*What you have to do*
Once you have located the line containing "fn outgoing(&self, count: usize);" in the material below, return it exactly along with each line after it through the line containing "io::ErrorKind::TimedOut | io::ErrorKind::WouldBlock".

*Source data*

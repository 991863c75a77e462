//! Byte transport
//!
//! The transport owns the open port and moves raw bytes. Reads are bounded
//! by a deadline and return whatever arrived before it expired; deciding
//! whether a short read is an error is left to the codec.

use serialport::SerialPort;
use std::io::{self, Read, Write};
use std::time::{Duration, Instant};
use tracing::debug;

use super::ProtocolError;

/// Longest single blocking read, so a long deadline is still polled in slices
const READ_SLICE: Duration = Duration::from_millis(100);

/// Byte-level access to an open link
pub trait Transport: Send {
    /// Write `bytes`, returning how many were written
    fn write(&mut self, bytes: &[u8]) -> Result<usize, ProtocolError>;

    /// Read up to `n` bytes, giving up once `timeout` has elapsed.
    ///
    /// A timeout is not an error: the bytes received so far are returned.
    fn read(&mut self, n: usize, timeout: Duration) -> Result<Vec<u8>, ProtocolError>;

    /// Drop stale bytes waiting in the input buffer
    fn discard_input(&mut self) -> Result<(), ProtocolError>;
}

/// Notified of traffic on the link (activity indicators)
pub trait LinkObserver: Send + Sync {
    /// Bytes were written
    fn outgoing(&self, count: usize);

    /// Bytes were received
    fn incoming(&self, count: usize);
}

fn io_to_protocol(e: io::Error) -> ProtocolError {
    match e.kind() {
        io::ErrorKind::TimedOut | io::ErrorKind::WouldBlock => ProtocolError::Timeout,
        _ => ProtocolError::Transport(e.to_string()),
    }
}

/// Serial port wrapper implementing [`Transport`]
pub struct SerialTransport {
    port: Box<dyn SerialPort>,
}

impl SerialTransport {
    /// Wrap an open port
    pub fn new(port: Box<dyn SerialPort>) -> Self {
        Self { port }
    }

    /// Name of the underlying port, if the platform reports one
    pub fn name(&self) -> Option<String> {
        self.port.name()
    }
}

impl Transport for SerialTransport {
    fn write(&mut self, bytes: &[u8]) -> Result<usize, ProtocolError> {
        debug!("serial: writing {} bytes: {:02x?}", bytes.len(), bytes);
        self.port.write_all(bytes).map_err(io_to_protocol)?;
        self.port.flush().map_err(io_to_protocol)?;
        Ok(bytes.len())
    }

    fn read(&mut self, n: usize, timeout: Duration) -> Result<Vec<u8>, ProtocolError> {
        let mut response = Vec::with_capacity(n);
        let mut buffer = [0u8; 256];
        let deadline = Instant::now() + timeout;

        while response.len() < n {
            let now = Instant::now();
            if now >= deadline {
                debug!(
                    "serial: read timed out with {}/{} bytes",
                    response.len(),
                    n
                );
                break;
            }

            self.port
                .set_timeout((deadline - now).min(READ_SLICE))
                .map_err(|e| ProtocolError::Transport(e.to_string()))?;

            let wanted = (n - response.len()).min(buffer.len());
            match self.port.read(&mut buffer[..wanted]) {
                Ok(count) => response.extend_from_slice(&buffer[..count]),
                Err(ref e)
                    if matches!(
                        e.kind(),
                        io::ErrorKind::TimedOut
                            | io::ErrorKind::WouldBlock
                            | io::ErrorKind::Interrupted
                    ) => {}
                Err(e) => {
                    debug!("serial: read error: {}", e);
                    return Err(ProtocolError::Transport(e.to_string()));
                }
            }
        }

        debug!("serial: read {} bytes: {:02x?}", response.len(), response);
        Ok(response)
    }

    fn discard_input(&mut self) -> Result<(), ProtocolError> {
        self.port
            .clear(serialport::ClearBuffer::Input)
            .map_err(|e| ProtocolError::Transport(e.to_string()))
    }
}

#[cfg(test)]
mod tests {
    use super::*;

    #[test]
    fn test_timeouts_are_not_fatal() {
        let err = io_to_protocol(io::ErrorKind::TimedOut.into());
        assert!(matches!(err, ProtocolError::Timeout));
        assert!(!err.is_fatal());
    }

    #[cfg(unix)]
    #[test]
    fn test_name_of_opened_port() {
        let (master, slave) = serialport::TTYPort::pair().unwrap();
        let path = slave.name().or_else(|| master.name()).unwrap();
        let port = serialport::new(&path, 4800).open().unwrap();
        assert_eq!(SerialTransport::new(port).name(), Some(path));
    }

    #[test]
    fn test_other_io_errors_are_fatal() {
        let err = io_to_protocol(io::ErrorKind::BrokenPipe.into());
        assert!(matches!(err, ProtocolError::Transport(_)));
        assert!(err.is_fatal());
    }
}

*Answer box*
    fn outgoing(&self, count: usize);

    /// Bytes were received
    fn incoming(&self, count: usize);
}

fn io_to_protocol(e: io::Error) -> ProtocolError {
    match e.kind() {
        io::ErrorKind::TimedOut | io::ErrorKind::WouldBlock => ProtocolError::Timeout,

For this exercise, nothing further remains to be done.